On Revising Books and Life

Some writers have writer blogs. Their posts are usually about writing or the road to publication or the business of being an author. This one is not. It's more like a mommy blog, a survivor's blog, a this-is-what-I-think-about-things sort of blog. So this post about writing also has a point about life.

I like to revise.This is the part I wasn't too thrilled about with my memoir. There weren't that many ways to change that manuscript since the story was something that had actually happened. Then I wrote the first draft of my novel, and it was painful. The sheer audacity it takes to keep putting words on blank paper, hoping to reach a meaningful end, a publishable result - it's massive, this audacity. And I barely managed to summon it during enough sit-downs to get a full manuscript. I could not wait to revise.

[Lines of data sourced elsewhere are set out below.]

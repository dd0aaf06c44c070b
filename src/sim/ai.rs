//! Enemy AI
//!
//! Two states. Seeking: a living player is inside the detection radius, so
//! hull and turret both point straight at them. Wandering: hold a random
//! heading for a fixed interval, re-rolling immediately when blocked.

use rand::Rng;

use super::state::{EntityId, Target};
use super::tank::{Tank, World};
use crate::{angle_of, heading};

#[derive(Debug, Clone, Copy, PartialEq, Eq)]
pub enum AiState {
    Wandering,
    Seeking { target: EntityId },
}

#[derive(Debug, Clone, Copy, PartialEq)]
pub struct AiBrain {
    pub state: AiState,
    /// Heading the tank drives along
    pub direction: f32,
    /// Seconds since the wander heading was last rolled
    pub direction_timer: f32,
}

impl AiBrain {
    pub fn new(direction: f32) -> Self {
        Self { state: AiState::Wandering, direction, direction_timer: 0.0 }
    }
}

/// What an enemy knows about the world this frame
pub struct AiContext<'a> {
    /// Living players
    pub players: &'a [Target],
    pub detection_range: f32,
    pub direction_change_interval: f32,
}

fn random_heading<R: Rng + ?Sized>(rng: &mut R) -> f32 {
    rng.random_range(0.0..std::f32::consts::TAU)
}

/// Run one AI step for `tank`: pick a state, aim, then drive
pub fn think<R: Rng + ?Sized>(
    tank: &mut Tank,
    dt: f32,
    context: &AiContext<'_>,
    world: &World<'_>,
    rng: &mut R,
) {
    let Some(mut brain) = tank.ai else {
        return;
    };

    let nearest = context
        .players
        .iter()
        .map(|p| (p, p.pos.distance(tank.pos)))
        .min_by(|a, b| a.1.total_cmp(&b.1));

    match nearest {
        Some((player, distance)) if distance < context.detection_range => {
            brain.state = AiState::Seeking { target: player.id };
            let bearing = angle_of(player.pos - tank.pos);
            tank.turret_angle = bearing;
            brain.direction = bearing;
        }
        _ => {
            brain.state = AiState::Wandering;
            brain.direction_timer += dt;
            if brain.direction_timer >= context.direction_change_interval {
                brain.direction = random_heading(rng);
                brain.direction_timer = 0.0;
            }
            tank.turret_angle = brain.direction;
        }
    }

    if !tank.try_move(heading(brain.direction), dt, world) {
        brain.direction = random_heading(rng);
        brain.direction_timer = 0.0;
    }
    tank.hull_angle = brain.direction;
    tank.ai = Some(brain);
}
//! Audio hooks
//!
//! The simulation only names sounds; a host-provided [`SoundSink`] turns them
//! into noise. [`AudioManager`] sits between the two and applies the player's
//! mute and volume preferences. Playback is fire-and-forget: nothing in the
//! game waits for, or reacts to, a sound.

use serde::{Deserialize, Serialize};

use crate::settings::Settings;

/// Sound effect types
#[derive(Debug, Clone, Copy, PartialEq, Eq, Hash, Serialize, Deserialize)]
pub enum SoundEffect {
    /// Player fired
    PlayerShoot,
    /// Enemy fired
    EnemyShoot,
    /// Stray missile volley launched
    MissileLaunch,
    /// Stray missile struck a tank
    MissileHit,
    /// Enemy tank destroyed
    EnemyDestroy,
    /// Explosive round detonated
    Explosion,
    /// Lightning arced between tanks
    Thunder,
    /// Bullet ricocheted or was deflected by the shield
    Bounce,
    /// Health pickup collected
    HealthPickup,
    /// Weapon pickup collected
    WeaponPickup,
    /// Shield pickup collected
    Shield,
    /// Any other pickup collected
    PowerUp,
    /// A life moved between players
    LifeTransfer,
    /// Level cleared
    LevelComplete,
    /// Game over
    GameOver,
}

impl SoundEffect {
    /// Stable identifier for sound banks keyed by name
    pub fn id(&self) -> &'static str {
        match self {
            SoundEffect::PlayerShoot => "playerShoot",
            SoundEffect::EnemyShoot => "shoot",
            SoundEffect::MissileLaunch => "missileLaunch",
            SoundEffect::MissileHit => "missileHit",
            SoundEffect::EnemyDestroy => "enemyDestroy",
            SoundEffect::Explosion => "explosion",
            SoundEffect::Thunder => "thunder",
            SoundEffect::Bounce => "bounce",
            SoundEffect::HealthPickup => "healthPickup",
            SoundEffect::WeaponPickup => "weaponPickup",
            SoundEffect::Shield => "shield",
            SoundEffect::PowerUp => "powerUp",
            SoundEffect::LifeTransfer => "lifeTransfer",
            SoundEffect::LevelComplete => "levelComplete",
            SoundEffect::GameOver => "gameOver",
        }
    }
}

/// Background music tracks
#[derive(Debug, Clone, Copy, PartialEq, Eq, Hash, Serialize, Deserialize)]
pub enum MusicTrack {
    Menu,
    Battle,
}

impl MusicTrack {
    pub fn id(&self) -> &'static str {
        match self {
            MusicTrack::Menu => "menu",
            MusicTrack::Battle => "battle",
        }
    }
}

/// Host audio backend
pub trait SoundSink {
    fn play_sound(&mut self, effect: SoundEffect, volume: f32);
    fn play_music(&mut self, track: MusicTrack, volume: f32);
    fn stop_music(&mut self);
}

/// Logs every request at debug level
#[derive(Debug, Default, Clone, Copy)]
pub struct LogSink;

impl SoundSink for LogSink {
    fn play_sound(&mut self, effect: SoundEffect, volume: f32) {
        log::debug!("sound {} @ {volume:.2}", effect.id());
    }

    fn play_music(&mut self, track: MusicTrack, volume: f32) {
        log::debug!("music {} @ {volume:.2}", track.id());
    }

    fn stop_music(&mut self) {
        log::debug!("music stopped");
    }
}

/// Audio manager for the game
pub struct AudioManager {
    sink: Box<dyn SoundSink>,
    sound_volume: f32,
    music_volume: f32,
    muted: bool,
    current_track: Option<MusicTrack>,
}

impl AudioManager {
    pub fn new(sink: Box<dyn SoundSink>, settings: &Settings) -> Self {
        let mut manager = Self {
            sink,
            sound_volume: 0.0,
            music_volume: 0.0,
            muted: false,
            current_track: None,
        };
        manager.apply_settings(settings);
        manager
    }

    /// Pick up new volume/enable preferences
    pub fn apply_settings(&mut self, settings: &Settings) {
        self.sound_volume = settings.effective_sound_volume();
        self.music_volume = settings.effective_music_volume();
        if self.music_volume <= 0.0 && self.current_track.is_some() {
            self.stop_music();
        }
    }

    pub fn set_muted(&mut self, muted: bool) {
        self.muted = muted;
        if muted {
            self.sink.stop_music();
        } else if let Some(track) = self.current_track {
            self.sink.play_music(track, self.music_volume);
        }
    }

    /// Play a sound effect
    pub fn play(&mut self, effect: SoundEffect) {
        if self.muted || self.sound_volume <= 0.0 {
            return;
        }
        self.sink.play_sound(effect, self.sound_volume);
    }

    pub fn play_music(&mut self, track: MusicTrack) {
        if self.music_volume <= 0.0 {
            return;
        }
        self.current_track = Some(track);
        if !self.muted {
            self.sink.play_music(track, self.music_volume);
        }
    }

    pub fn stop_music(&mut self) {
        self.current_track = None;
        self.sink.stop_music();
    }
}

I like having characters and paragraphs and conversations and scenes that I can totally mess with as I try to perfect them for an actual audience. I can cut whole chapters and an entire character. I can add in new ones. I can create whole new conversations and scenes with the characters I really like. It's awesome.

And it's exactly what I love most about being human. I like to revise. I love it that we can revise. Isn't it a beautiful thing that we don't have to keep being a thing that we abhor? Laziness, rudeness, complaining - if we can only recognize these faults in ourselves, we can start to change them immediately.

I'm reading a book by Cheryl Klein, a Scholastic editor who worked on at least two of the Harry Potter novels. The book she's written is blowing my happy writer MIND, because it's so full of great advice for revising. Having just had a phone call with my agent about what steps to take next with my novel, I'm astounded how every page of this book feels like it's addressing the very issues we discussed.

I can't name a favorite part, because there are too many, but this one seems applicable. She says for your manuscript you need to figure out two things: the Story and the Point. The story is the plot - both the actual sequence of events and the emotional journey. The point is not necessarily what the author is trying to say, because that's sort of discouraged in good story-telling, but it is the conclusion the main character reaches by the end or how they have changed.

So at the risk of deciding my point too soon and preaching it to myself instead of letting the story unfold, I kind of like the idea of considering my story and my point as I make decisions about my job, my spare time, and pretty much every single minute of every single day. Is this advancing my story the way I want it to? Do I like the point I'm getting to here?

I think this could help me exercise more, try new things, choose people over television... And it's definitely helping me write. I'm rarely too tired now to work on my novel revisions, because that work is getting me to the story I'm extremely anxious to live.